• [Task statement]:
The expected answer comprises all lines from the entries that contain the string "true".

• [Stored items]:
-*-*-

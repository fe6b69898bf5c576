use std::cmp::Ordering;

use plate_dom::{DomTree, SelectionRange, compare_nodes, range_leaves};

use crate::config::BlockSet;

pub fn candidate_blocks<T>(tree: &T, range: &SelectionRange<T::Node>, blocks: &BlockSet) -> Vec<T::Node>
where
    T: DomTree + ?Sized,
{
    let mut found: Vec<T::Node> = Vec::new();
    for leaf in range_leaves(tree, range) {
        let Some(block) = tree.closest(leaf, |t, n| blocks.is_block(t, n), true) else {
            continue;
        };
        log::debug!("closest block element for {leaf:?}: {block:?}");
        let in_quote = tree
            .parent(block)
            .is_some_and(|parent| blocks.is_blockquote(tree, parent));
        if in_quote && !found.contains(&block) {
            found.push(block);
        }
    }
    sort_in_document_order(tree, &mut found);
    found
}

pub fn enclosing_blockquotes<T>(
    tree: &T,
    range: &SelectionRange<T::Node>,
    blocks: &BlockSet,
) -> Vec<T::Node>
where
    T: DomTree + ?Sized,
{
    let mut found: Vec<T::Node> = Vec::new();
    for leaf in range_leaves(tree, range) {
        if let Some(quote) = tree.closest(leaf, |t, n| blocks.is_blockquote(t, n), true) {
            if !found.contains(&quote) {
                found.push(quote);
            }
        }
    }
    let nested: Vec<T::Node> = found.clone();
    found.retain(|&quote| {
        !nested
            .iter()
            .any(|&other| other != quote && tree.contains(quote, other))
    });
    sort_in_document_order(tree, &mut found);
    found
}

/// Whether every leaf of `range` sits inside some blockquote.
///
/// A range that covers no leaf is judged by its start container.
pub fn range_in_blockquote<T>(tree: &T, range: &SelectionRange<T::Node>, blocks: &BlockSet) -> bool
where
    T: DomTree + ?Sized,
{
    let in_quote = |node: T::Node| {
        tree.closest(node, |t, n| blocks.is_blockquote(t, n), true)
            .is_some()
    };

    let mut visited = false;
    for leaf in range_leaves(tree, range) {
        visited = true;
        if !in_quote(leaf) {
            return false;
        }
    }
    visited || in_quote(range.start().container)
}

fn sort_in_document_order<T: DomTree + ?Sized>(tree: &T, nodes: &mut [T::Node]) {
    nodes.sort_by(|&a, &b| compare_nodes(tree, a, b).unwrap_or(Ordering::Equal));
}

-*-*-

• [Task output]:
        let Some(block) = tree.closest(leaf, |t, n| blocks.is_block(t, n), true) else {
        if let Some(quote) = tree.closest(leaf, |t, n| blocks.is_blockquote(t, n), true) {
        tree.closest(node, |t, n| blocks.is_blockquote(t, n), true)
        visited = true;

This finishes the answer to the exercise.